The discovery of silent biosynthetic gene clusters (BGCs) in fungi provides unlimited prospects to harness the secondary metabolites encoded by gene clusters for various applications, including pharmaceuticals. Amplifying these prospects is the new interest in exploring fungi living in the extremes, such as those associated with plants (fungal endophytes). Fungal species in endosymbiosis relationship with plants are recognized as the future factories of clinically relevant agents since discovering that they can produce similar metabolites as their plant host. The endophytes produce these compounds in natural environments as a defense mechanism against pathogens that infect the plant host or as a strategy for mitigating competitors.

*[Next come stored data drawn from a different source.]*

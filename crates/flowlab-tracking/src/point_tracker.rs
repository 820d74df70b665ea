//! Pyramidal Lucas-Kanade sparse optical flow.
//!
//! Candidates are re-seeded from the foreground mask every frame, so
//! the tracker is stateless: it maps one point from the previous
//! grayscale frame to the current one, or reports failure.

use crate::pyramid::{GrayImage, ImagePyramid};
use glam::Vec2;
use serde::{Deserialize, Serialize};

/// Lucas-Kanade parameters. Defaults match the capture setup used for
/// the bead clips: 15 px window, 3 pyramid levels, at most 10
/// iterations, 0.03 px convergence epsilon.
#[derive(Debug, Clone, Copy, Serialize, Deserialize)]
pub struct LkTracker {
    pub window_size: u32,
    pub pyramid_levels: u32,
    pub max_iterations: u32,
    pub epsilon: f32,
    /// Correspondences moving further than this are rejected as
    /// divergent rather than reported.
    pub max_displacement: f32,
}

impl Default for LkTracker {
    fn default() -> Self {
        Self {
            window_size: 15,
            pyramid_levels: 3,
            max_iterations: 10,
            epsilon: 0.03,
            max_displacement: 30.0,
        }
    }
}

impl LkTracker {
    /// Build the pyramid for one frame; callers reuse it across all
    /// candidate points of that frame.
    pub fn build_pyramid(&self, gray: &GrayImage) -> ImagePyramid {
        ImagePyramid::build(gray, self.pyramid_levels)
    }

    /// Track a single point from `prev` to `curr`.
    ///
    /// Returns the new position, or `None` when the spatial gradient
    /// matrix is singular at the finest level or the solution diverges
    /// beyond `max_displacement`.
    pub fn track(
        &self,
        prev_pyr: &ImagePyramid,
        curr_pyr: &ImagePyramid,
        point: Vec2,
    ) -> Option<Vec2> {
        let levels = prev_pyr.levels.len();
        let mut guess = Vec2::ZERO;

        for level in (0..levels).rev() {
            let scale = 1.0 / (1u32 << level) as f32;
            let px = point.x * scale;
            let py = point.y * scale;
            let prev_img = &prev_pyr.levels[level];
            let curr_img = &curr_pyr.levels[level];
            let hw = (self.window_size as f32 * scale * 0.5) as i32;

            // Spatial gradient matrix over the window
            let mut g11 = 0.0f32;
            let mut g12 = 0.0f32;
            let mut g22 = 0.0f32;
            for wy in -hw..=hw {
                for wx in -hw..=hw {
                    let ix = (prev_img.get(px as i32 + wx + 1, py as i32 + wy)
                        - prev_img.get(px as i32 + wx - 1, py as i32 + wy))
                        * 0.5;
                    let iy = (prev_img.get(px as i32 + wx, py as i32 + wy + 1)
                        - prev_img.get(px as i32 + wx, py as i32 + wy - 1))
                        * 0.5;
                    g11 += ix * ix;
                    g12 += ix * iy;
                    g22 += iy * iy;
                }
            }

            let det = g11 * g22 - g12 * g12;
            if det.abs() < 1e-6 {
                if level == 0 {
                    return None;
                }
                continue;
            }
            let inv_det = 1.0 / det;

            let mut d = guess * scale;

            for _ in 0..self.max_iterations {
                let mut bx = 0.0f32;
                let mut by = 0.0f32;
                for wy in -hw..=hw {
                    for wx in -hw..=hw {
                        let ix = (prev_img.get(px as i32 + wx + 1, py as i32 + wy)
                            - prev_img.get(px as i32 + wx - 1, py as i32 + wy))
                            * 0.5;
                        let iy = (prev_img.get(px as i32 + wx, py as i32 + wy + 1)
                            - prev_img.get(px as i32 + wx, py as i32 + wy - 1))
                            * 0.5;
                        let it = curr_img.get((px + d.x) as i32 + wx, (py + d.y) as i32 + wy)
                            - prev_img.get(px as i32 + wx, py as i32 + wy);
                        bx += ix * it;
                        by += iy * it;
                    }
                }
                let dd = Vec2::new(
                    inv_det * (g22 * bx - g12 * by),
                    inv_det * (-g12 * bx + g11 * by),
                );
                d -= dd;
                if dd.length_squared() < self.epsilon * self.epsilon {
                    break;
                }
            }
            guess = d / scale;
        }

        if guess.length() > self.max_displacement {
            return None;
        }
        Some(point + guess)
    }
}

#[cfg(test)]
mod tests {
    use super::*;

    fn checkerboard(size: u32, cell: u32) -> GrayImage {
        let mut img = GrayImage::new(size, size);
        for y in 0..size {
            for x in 0..size {
                let check = ((x / cell) + (y / cell)) % 2;
                img.set(x, y, check as f32);
            }
        }
        img
    }

    #[test]
    fn test_stationary_point() {
        let img = checkerboard(64, 4);
        let tracker = LkTracker {
            pyramid_levels: 1,
            ..Default::default()
        };
        let pyr = tracker.build_pyramid(&img);
        let pos = tracker.track(&pyr, &pyr, Vec2::new(32.0, 32.0)).unwrap();
        assert!((pos.x - 32.0).abs() < 2.0);
        assert!((pos.y - 32.0).abs() < 2.0);
    }

    #[test]
    fn test_translated_blob() {
        let mut prev = GrayImage::new(64, 64);
        let mut curr = GrayImage::new(64, 64);
        for y in 25..35u32 {
            for x in 25..35u32 {
                prev.set(x, y, 1.0);
            }
        }
        for y in 25..35u32 {
            for x in 30..40u32 {
                curr.set(x, y, 1.0);
            }
        }
        let tracker = LkTracker {
            pyramid_levels: 1,
            ..Default::default()
        };
        let prev_pyr = tracker.build_pyramid(&prev);
        let curr_pyr = tracker.build_pyramid(&curr);
        let pos = tracker
            .track(&prev_pyr, &curr_pyr, Vec2::new(30.0, 30.0))
            .unwrap();
        assert!(pos.x > 30.0);
    }

    #[test]
    fn test_flat_region_fails() {
        let flat = GrayImage::new(64, 64);
        let tracker = LkTracker {
            pyramid_levels: 1,
            ..Default::default()
        };
        let pyr = tracker.build_pyramid(&flat);
        assert!(tracker.track(&pyr, &pyr, Vec2::new(32.0, 32.0)).is_none());
    }
}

The signaling cascades leading to the expression of silent biosynthetic gene clusters in the natural environment remain unknown. Lack of knowledge on regulatory circuits of biosynthetic gene clusters limits the ability to exploit them in the laboratory. They are often silent and require tailor-designed strategies for activation. Epigenetic modification using small molecular compounds that alter the chromatin network, leading to the changes in secondary metabolites profile, has achieved considerable success. This review aims to comprehensively analyze the secondary metabolite profiles expressed after treatment with various epigenetic modifiers. We first describe the regulatory circuits governing the expression of secondary metabolites in fungi. Following this, we provide a detailed review of the small molecular modifiers, their mechanism(s) of action, and the diverse chemistries resulting from epigenetic modification. We further show that genetic deletion or epigenetic inhibition of histone deacetylases does not always lead to the overexpression or induction of silent secondary metabolites. Instead, the response is more complex and often leads to differential expression of secondary metabolites. Finally, we propose using this strategy as an initial screening tool to dereplicate promising fungal species.